In Dufftown it was all set to kick off at midday at the clock tower, and as I got closer I could see all the usual old faces. The softies, set up by the puppetmasters of disorder to put the forces of law and order at a misguided ease before the hard-headed footsoldiers of terror set to work. Every bizarre fringe group you could imagine was to be found was there. The baggy trousered Skateboarders for Scotch, campaigning for the introduction of a Red Bull finished Glenmorangie; the stern and silent Frankfurt Front for More Limited Editions of Macallan 1956 24 year old; the New Age Maltsters Alliance, digging up the streets and planting hand nurtured low-yield barley genetically mirrored on 200 year old beare-barley, the middle aged, prim and proper Indigent Ladies Association for the Listing of Historically Insignificant and Decayed Distillery Buildings; and the pony-pulling, pony-tailed Hippy Collective for Making Malt Whisky More Like it Used to be in the Old-Days Man. In the almost carnival-like atmosphere these innocent stooges created were the hazily defined KMFF (Keep Malt Filtration Free), the self-styled and bombastic CCMMB (Crazee Chemists Make Malt Better), the rather tasteless OLMMBB (Own Label Malt Makes a Better Buy), and the prickly Avenging Sons and Daughters of Rosebank. All these groups are united in their denial of any relationship to the militant Lunatic Fringe for Whisky (LFW).
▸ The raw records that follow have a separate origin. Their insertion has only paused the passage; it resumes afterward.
//! Timeout middleware.
//!
//! Bounds total handling time. On expiry the inner future is dropped, which
//! cancels the handler at its next suspension point, and the client gets `503`.

use crate::domain::error::ApiError;
use axum::{
    body::Body,
    http::Request,
    response::{IntoResponse, Response},
};
use std::time::Duration;
use tokio::time::timeout;
use tower::{Layer, Service};
use tracing::warn;

/// Timeout layer
#[derive(Clone)]
pub struct TimeoutLayer {
    limit: Duration,
}

impl TimeoutLayer {
    pub fn new(limit: Duration) -> Self {
        Self { limit }
    }

    pub fn limit(&self) -> Duration {
        self.limit
    }
}

impl<S> Layer<S> for TimeoutLayer {
    type Service = TimeoutService<S>;

    fn layer(&self, inner: S) -> Self::Service {
        TimeoutService {
            inner,
            limit: self.limit,
        }
    }
}

/// Timeout service
#[derive(Clone)]
pub struct TimeoutService<S> {
    inner: S,
    limit: Duration,
}

impl<S> Service<Request<Body>> for TimeoutService<S>
where
    S: Service<Request<Body>, Response = Response> + Clone + Send + 'static,
    S::Future: Send,
{
    type Response = Response;
    type Error = S::Error;
    type Future = std::pin::Pin<
        Box<dyn std::future::Future<Output = Result<Self::Response, Self::Error>> + Send>,
    >;

    fn poll_ready(
        &mut self,
        cx: &mut std::task::Context<'_>,
    ) -> std::task::Poll<Result<(), Self::Error>> {
        self.inner.poll_ready(cx)
    }

    fn call(&mut self, req: Request<Body>) -> Self::Future {
        let limit = self.limit;
        let mut inner = self.inner.clone();

        Box::pin(async move {
            let path = req.uri().path().to_string();
            match timeout(limit, inner.call(req)).await {
                Ok(result) => result,
                Err(_) => {
                    warn!(path = %path, timeout_ms = limit.as_millis() as u64, "Request timed out");
                    Ok(ApiError::unavailable(format!(
                        "request exceeded {}ms timeout",
                        limit.as_millis()
                    ))
                    .into_response())
                }
            }
        })
    }
}
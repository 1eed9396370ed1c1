//! NHD Gateway - HTTP interface for the report backend.
//!
//! # Architecture
//!
//! ```text
//! ┌──────────────────────────────────────────────────────────────────┐
//! │                         NHD GATEWAY                              │
//! ├──────────────────────────────────────────────────────────────────┤
//! │  Pipeline (global, outermost first)                              │
//! │  Logging → Metrics → RateLimit → Recover → Timeout → Cors        │
//! │                             │                                    │
//! │  Routes ─── per-route: AuthLayer / RequireAdminLayer             │
//! │     │                                                            │
//! │     ├──► Datastore (nhd-store)                                   │
//! │     ├──► IdentityVerifier (bearer tokens)                        │
//! │     └──► ReportPublisher (report worker topic)                   │
//! └──────────────────────────────────────────────────────────────────┘
//! ```
//!
//! # Access Levels
//!
//! - **Public**: customers, report-run creation and listing, summary, health
//! - **Authenticated**: valid `Bearer` token (resend-email)
//! - **Admin**: valid token AND an admin user profile (cost, payment, register)
//!
//! # Usage
//!
//! ```ignore
//! use nhd_gateway::{GatewayConfig, GatewayService};
//!
//! let service = GatewayService::new(config, store, publisher, identity)?;
//! service.run(shutdown_signal()).await?;
//! ```

#![warn(clippy::all)]
#![deny(unsafe_code)]

pub mod adapters;
pub mod domain;
pub mod middleware;
pub mod ports;
pub mod routes;
pub mod service;

// Re-exports for public API
pub use adapters::{parse_static_tokens, InMemoryPublisher, StaticToken, StaticTokenVerifier};
pub use domain::config::{parse_duration, ConfigError, GatewayConfig, DEFAULT_REPORT_TOPIC};
pub use domain::error::{ApiError, ApiResult, ErrorKind, GatewayError};
pub use middleware::{Pipeline, Principal, Stage, StatusMetrics};
pub use ports::{IdentityError, IdentityVerifier, PublishError, ReportPublisher, VerifiedToken};
pub use routes::{build_router, AppState};
pub use service::GatewayService;

/// Crate version
pub const VERSION: &str = env!("CARGO_PKG_VERSION");
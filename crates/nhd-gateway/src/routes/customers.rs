use super::{parse_json, AppState};
use crate::domain::error::ApiResult;
use axum::{body::Bytes, extract::State, http::StatusCode, Json};
use nhd_store::Customer;
use serde_json::{json, Value};
use tracing::info;

/// `POST /customers`. Any client-supplied id is replaced by the store's.
pub async fn create_customer(
    State(state): State<AppState>,
    body: Bytes,
) -> ApiResult<(StatusCode, Json<Value>)> {
    let customer: Customer = parse_json(&body)?;
    let customer_id = state.store.create_customer(customer).await?;
    info!(customer_id = %customer_id, "Customer created");
    Ok((StatusCode::CREATED, Json(json!({ "customer_id": customer_id }))))
}

/// `GET /customers`
pub async fn list_customers(State(state): State<AppState>) -> ApiResult<Json<Vec<Customer>>> {
    Ok(Json(state.store.list_customers().await?))
}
But these naïve innocents unwittingly harboured vipers in their breasts, and before I knew it I was walking in the company of some of the most dangerous men in the shadowy world of malt mayhem-makers. The most frightening beyond doubt were the World Alliance of National Know-it-alls, a shadowy Internet-linked group who trade graphic and almost pornographic images over the web of arcane distilling equipment. To be a member the test is to possess at least four hundred different images of wort-coolers, and to show their metal they intimidate hapless distillers with questions of hopelessly irrelevant and devilishly contrived detail. ‘We want your fermentation rates and we won’t wait’, they chanted through their facemasks, fists raised to the sky. The atmosphere amongst the fun-loving crowd quickly changed as they pushed and pulled their way through, pausing only to share the contents of their photo-albums with like-minded souls. Suddenly the sky turned black as the sun was eclipsed by a shower of worthless pointed, yet somehow pointless books, hurled towards the advancing lines of riot-police by the WWWGF (Whisky Writers Want Greater Fees), some of whom I swore I recognised beneath their heavily bearded faces. Try as I might I couldn’t escape the crowd, whose anger was only further incensed as we were cordoned into a tight circle around the clock tower and taunted by the baton-wielding stormtroopers, who periodically broke into the crushed crowd to pull out a suspect, many of whom were heavily beaten before being forced to drink large quantities of Bells and Whyte & Mackay as an act of indignant vengeance.

How I survived I will never know. Afternoon passed into evening as the frustrated and increasingly dispirited crowd remained pinioned within sight of Dufftown’s famous seven hills, and seven or so stills. Even I felt sympathy with some of the misguided souls who, fortified only by occasional drams of Mortlach (succulent sherry sweet with citrus, hints of bananas and over-ripe kiwi-fruit, with a suggestion of peat perhaps ?) and Balvenie (rich fruit-cake flavours with sweet-shop jars, corned beef sandwiches and, perhaps, peat ?), gradually realised that for yet another year their attack on the bastions of Malt Distilling was doomed to failure. And yet, as I later reflected over a dram of surprisingly peaty Craigellachie, they would be back next year, as sure as summer follows spring, straining at the leash of social order, barking savagely, and lunging ferociously to bite hard at the hand that feeds them. And, of course, so would I.